» **Exercise**: The reply must return each line of the data exactly.

Segment Start: Task input

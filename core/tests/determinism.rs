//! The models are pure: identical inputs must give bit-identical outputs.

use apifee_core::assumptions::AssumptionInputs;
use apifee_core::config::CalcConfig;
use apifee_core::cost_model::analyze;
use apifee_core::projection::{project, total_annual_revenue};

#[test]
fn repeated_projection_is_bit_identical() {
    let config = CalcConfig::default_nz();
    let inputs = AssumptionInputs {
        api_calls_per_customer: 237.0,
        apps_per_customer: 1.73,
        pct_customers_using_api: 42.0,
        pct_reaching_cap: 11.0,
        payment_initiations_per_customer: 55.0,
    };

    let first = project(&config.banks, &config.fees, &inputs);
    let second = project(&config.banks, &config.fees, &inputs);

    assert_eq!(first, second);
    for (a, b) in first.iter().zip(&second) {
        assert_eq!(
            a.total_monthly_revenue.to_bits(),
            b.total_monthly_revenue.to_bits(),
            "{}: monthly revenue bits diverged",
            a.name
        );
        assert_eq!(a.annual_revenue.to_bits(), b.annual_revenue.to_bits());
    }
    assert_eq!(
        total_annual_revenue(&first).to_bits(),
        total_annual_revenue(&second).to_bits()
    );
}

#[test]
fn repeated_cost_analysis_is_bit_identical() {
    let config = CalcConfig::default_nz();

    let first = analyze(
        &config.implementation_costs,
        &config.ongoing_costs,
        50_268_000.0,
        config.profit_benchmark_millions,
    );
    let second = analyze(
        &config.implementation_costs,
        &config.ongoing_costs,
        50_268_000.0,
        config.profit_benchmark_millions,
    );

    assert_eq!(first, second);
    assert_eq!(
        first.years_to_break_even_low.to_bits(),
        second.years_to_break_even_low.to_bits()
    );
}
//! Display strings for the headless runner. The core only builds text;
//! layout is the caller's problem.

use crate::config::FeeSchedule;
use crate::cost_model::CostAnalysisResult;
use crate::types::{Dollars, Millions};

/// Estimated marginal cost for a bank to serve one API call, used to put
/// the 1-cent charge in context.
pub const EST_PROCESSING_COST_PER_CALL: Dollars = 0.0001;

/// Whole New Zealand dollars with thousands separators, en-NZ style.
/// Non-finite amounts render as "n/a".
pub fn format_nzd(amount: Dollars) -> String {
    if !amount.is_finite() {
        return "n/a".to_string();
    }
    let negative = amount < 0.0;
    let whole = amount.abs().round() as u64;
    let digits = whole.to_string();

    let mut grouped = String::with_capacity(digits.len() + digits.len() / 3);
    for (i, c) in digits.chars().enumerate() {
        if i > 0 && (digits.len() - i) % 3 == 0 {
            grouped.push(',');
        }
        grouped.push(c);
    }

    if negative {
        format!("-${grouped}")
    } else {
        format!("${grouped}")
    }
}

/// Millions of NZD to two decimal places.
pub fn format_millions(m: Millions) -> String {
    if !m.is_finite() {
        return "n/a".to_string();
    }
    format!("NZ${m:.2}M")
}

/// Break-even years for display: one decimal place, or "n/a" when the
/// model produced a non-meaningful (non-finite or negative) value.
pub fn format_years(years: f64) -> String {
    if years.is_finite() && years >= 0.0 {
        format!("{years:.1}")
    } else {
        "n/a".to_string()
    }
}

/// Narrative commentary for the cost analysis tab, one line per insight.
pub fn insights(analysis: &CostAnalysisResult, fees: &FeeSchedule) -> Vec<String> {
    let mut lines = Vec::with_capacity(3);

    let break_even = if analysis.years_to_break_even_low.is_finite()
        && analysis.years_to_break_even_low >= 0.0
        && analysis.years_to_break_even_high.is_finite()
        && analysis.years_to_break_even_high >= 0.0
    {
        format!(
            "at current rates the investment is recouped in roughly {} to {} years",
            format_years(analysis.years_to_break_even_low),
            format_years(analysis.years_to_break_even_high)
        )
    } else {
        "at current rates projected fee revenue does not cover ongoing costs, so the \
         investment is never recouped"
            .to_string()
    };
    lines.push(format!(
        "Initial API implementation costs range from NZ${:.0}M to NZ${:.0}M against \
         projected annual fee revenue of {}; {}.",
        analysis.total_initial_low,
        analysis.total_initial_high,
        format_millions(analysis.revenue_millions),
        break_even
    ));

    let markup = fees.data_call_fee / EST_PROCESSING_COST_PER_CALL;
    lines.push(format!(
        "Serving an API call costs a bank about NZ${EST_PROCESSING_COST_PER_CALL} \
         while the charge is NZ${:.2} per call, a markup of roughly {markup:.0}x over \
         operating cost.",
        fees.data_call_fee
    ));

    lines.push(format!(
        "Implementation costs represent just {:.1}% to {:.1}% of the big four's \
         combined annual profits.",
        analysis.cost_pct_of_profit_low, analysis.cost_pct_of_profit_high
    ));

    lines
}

Segment End: Task input

» **Output for this exercise**:
filename core/tests/determinism.rs
//! The models are pure: identical inputs must give bit-identical outputs.

use apifee_core::assumptions::AssumptionInputs;
use apifee_core::config::CalcConfig;
use apifee_core::cost_model::analyze;
use apifee_core::projection::{project, total_annual_revenue};

#[test]
fn repeated_projection_is_bit_identical() {
    let config = CalcConfig::default_nz();
    let inputs = AssumptionInputs {
        api_calls_per_customer: 237.0,
        apps_per_customer: 1.73,
        pct_customers_using_api: 42.0,
        pct_reaching_cap: 11.0,
        payment_initiations_per_customer: 55.0,
    };

    let first = project(&config.banks, &config.fees, &inputs);
    let second = project(&config.banks, &config.fees, &inputs);

    assert_eq!(first, second);
    for (a, b) in first.iter().zip(&second) {
        assert_eq!(
            a.total_monthly_revenue.to_bits(),
            b.total_monthly_revenue.to_bits(),
            "{}: monthly revenue bits diverged",
            a.name
        );
        assert_eq!(a.annual_revenue.to_bits(), b.annual_revenue.to_bits());
    }
    assert_eq!(
        total_annual_revenue(&first).to_bits(),
        total_annual_revenue(&second).to_bits()
    );
}

#[test]
fn repeated_cost_analysis_is_bit_identical() {
    let config = CalcConfig::default_nz();

    let first = analyze(
        &config.implementation_costs,
        &config.ongoing_costs,
        50_268_000.0,
        config.profit_benchmark_millions,
    );
    let second = analyze(
        &config.implementation_costs,
        &config.ongoing_costs,
        50_268_000.0,
        config.profit_benchmark_millions,
    );

    assert_eq!(first, second);
    assert_eq!(
        first.years_to_break_even_low.to_bits(),
        second.years_to_break_even_low.to_bits()
    );
}
//! Display strings for the headless runner. The core only builds text;
//! layout is the caller's problem.

use crate::config::FeeSchedule;
use crate::cost_model::CostAnalysisResult;
use crate::types::{Dollars, Millions};

/// Estimated marginal cost for a bank to serve one API call, used to put
/// the 1-cent charge in context.
pub const EST_PROCESSING_COST_PER_CALL: Dollars = 0.0001;

/// Whole New Zealand dollars with thousands separators, en-NZ style.
/// Non-finite amounts render as "n/a".
pub fn format_nzd(amount: Dollars) -> String {
    if !amount.is_finite() {
        return "n/a".to_string();
    }
    let negative = amount < 0.0;
    let whole = amount.abs().round() as u64;
    let digits = whole.to_string();

    let mut grouped = String::with_capacity(digits.len() + digits.len() / 3);
    for (i, c) in digits.chars().enumerate() {
        if i > 0 && (digits.len() - i) % 3 == 0 {
            grouped.push(',');
        }
        grouped.push(c);
    }

    if negative {
        format!("-${grouped}")
    } else {
        format!("${grouped}")
    }
}

/// Millions of NZD to two decimal places.
pub fn format_millions(m: Millions) -> String {
    if !m.is_finite() {
        return "n/a".to_string();
    }
    format!("NZ${m:.2}M")
}

/// Break-even years for display: one decimal place, or "n/a" when the
/// model produced a non-meaningful (non-finite or negative) value.
pub fn format_years(years: f64) -> String {
    if years.is_finite() && years >= 0.0 {
        format!("{years:.1}")
    } else {
        "n/a".to_string()
    }
}

/// Narrative commentary for the cost analysis tab, one line per insight.
pub fn insights(analysis: &CostAnalysisResult, fees: &FeeSchedule) -> Vec<String> {
    let mut lines = Vec::with_capacity(3);

    let break_even = if analysis.years_to_break_even_low.is_finite()
        && analysis.years_to_break_even_low >= 0.0
        && analysis.years_to_break_even_high.is_finite()
        && analysis.years_to_break_even_high >= 0.0
    {
        format!(
            "at current rates the investment is recouped in roughly {} to {} years",
            format_years(analysis.years_to_break_even_low),
            format_years(analysis.years_to_break_even_high)
        )
    } else {
        "at current rates projected fee revenue does not cover ongoing costs, so the \
         investment is never recouped"
            .to_string()
    };
    lines.push(format!(
        "Initial API implementation costs range from NZ${:.0}M to NZ${:.0}M against \
         projected annual fee revenue of {}; {}.",
        analysis.total_initial_low,
        analysis.total_initial_high,
        format_millions(analysis.revenue_millions),
        break_even
    ));

    let markup = fees.data_call_fee / EST_PROCESSING_COST_PER_CALL;
    lines.push(format!(
        "Serving an API call costs a bank about NZ${EST_PROCESSING_COST_PER_CALL} \
         while the charge is NZ${:.2} per call, a markup of roughly {markup:.0}x over \
         operating cost.",
        fees.data_call_fee
    ));

    lines.push(format!(
        "Implementation costs represent just {:.1}% to {:.1}% of the big four's \
         combined annual profits.",
        analysis.cost_pct_of_profit_low, analysis.cost_pct_of_profit_high
    ));

    lines
}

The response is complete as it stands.